**Task prompt**:
Please repeat the lines below exactly. Begin with the line containing "filename src/error.rs" and go on through the line containing "use thiserror::Error;".

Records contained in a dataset

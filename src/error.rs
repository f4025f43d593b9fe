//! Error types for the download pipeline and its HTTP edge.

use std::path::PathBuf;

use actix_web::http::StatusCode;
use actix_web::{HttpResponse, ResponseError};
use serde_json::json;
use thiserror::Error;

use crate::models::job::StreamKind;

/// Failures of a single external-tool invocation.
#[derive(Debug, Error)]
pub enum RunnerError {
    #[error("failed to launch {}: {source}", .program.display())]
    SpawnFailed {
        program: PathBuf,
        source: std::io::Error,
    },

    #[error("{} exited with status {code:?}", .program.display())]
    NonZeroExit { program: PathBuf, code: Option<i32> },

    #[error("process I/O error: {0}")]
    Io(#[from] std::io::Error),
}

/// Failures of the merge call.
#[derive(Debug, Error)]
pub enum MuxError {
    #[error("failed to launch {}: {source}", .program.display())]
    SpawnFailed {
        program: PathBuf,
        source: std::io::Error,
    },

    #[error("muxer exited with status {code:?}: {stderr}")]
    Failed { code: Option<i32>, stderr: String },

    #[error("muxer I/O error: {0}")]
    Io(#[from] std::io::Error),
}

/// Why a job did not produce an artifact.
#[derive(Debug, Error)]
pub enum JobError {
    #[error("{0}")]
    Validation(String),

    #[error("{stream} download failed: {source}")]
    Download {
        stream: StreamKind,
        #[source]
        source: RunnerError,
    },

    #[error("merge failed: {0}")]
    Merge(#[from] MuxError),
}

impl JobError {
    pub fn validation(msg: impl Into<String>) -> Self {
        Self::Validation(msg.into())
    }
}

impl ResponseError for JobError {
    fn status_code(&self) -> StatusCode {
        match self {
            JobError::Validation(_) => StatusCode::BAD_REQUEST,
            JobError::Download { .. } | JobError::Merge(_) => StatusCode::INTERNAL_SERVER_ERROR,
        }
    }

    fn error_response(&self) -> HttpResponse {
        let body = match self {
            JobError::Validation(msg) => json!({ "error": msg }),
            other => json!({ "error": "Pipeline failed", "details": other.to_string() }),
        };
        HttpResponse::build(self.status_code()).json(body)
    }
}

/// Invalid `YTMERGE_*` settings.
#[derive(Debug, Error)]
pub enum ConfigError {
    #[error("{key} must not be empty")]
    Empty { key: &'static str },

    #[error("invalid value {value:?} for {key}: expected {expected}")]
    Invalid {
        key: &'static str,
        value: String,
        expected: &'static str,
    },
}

==

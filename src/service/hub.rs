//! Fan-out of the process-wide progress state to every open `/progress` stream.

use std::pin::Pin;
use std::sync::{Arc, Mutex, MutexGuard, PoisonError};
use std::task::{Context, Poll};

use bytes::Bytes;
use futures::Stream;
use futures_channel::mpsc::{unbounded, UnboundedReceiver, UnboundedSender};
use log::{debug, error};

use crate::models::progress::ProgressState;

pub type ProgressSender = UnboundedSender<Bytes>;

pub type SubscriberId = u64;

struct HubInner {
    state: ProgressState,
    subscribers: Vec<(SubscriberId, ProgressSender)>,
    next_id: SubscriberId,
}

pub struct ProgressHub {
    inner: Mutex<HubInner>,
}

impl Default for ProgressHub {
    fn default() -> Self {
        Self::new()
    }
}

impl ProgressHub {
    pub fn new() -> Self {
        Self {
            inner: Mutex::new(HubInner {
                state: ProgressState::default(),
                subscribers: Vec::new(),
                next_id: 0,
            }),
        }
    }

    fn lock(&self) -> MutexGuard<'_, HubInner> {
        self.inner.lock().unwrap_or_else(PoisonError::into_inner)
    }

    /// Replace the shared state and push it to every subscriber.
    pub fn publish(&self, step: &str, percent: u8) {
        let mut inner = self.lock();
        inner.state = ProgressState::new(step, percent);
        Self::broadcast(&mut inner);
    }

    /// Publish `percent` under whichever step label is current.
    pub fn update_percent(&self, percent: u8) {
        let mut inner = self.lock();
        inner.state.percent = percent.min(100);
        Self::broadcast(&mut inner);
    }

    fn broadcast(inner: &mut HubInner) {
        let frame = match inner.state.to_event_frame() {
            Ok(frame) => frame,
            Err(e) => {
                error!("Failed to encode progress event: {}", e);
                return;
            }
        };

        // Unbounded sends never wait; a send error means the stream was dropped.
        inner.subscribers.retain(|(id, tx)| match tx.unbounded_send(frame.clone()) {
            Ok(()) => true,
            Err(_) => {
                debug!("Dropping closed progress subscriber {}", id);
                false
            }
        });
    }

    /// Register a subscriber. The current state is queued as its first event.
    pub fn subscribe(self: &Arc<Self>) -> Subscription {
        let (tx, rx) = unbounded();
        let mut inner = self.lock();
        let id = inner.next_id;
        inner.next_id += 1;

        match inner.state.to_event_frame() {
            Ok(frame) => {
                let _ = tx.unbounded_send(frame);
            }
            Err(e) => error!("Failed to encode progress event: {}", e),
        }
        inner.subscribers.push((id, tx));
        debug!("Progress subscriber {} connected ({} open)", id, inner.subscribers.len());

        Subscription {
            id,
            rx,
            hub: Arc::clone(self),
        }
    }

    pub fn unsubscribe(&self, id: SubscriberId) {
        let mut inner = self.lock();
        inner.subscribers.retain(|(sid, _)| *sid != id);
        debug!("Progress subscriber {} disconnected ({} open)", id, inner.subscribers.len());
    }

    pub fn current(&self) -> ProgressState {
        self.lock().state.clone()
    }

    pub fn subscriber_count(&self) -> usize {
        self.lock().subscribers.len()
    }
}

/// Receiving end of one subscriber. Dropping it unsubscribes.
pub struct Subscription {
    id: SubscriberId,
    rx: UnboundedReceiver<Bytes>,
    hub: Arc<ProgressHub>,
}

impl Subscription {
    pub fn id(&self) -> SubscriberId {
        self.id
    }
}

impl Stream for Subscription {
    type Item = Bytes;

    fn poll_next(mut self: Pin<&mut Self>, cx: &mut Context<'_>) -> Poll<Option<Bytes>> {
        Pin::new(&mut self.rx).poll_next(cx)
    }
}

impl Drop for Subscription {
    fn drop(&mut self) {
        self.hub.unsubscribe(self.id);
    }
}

**Answer space**:
filename src/error.rs
repository f4025f43d593b9fe
//! Error types for the download pipeline and its HTTP edge.

use std::path::PathBuf;

use actix_web::http::StatusCode;
use actix_web::{HttpResponse, ResponseError};
use serde_json::json;
use thiserror::Error;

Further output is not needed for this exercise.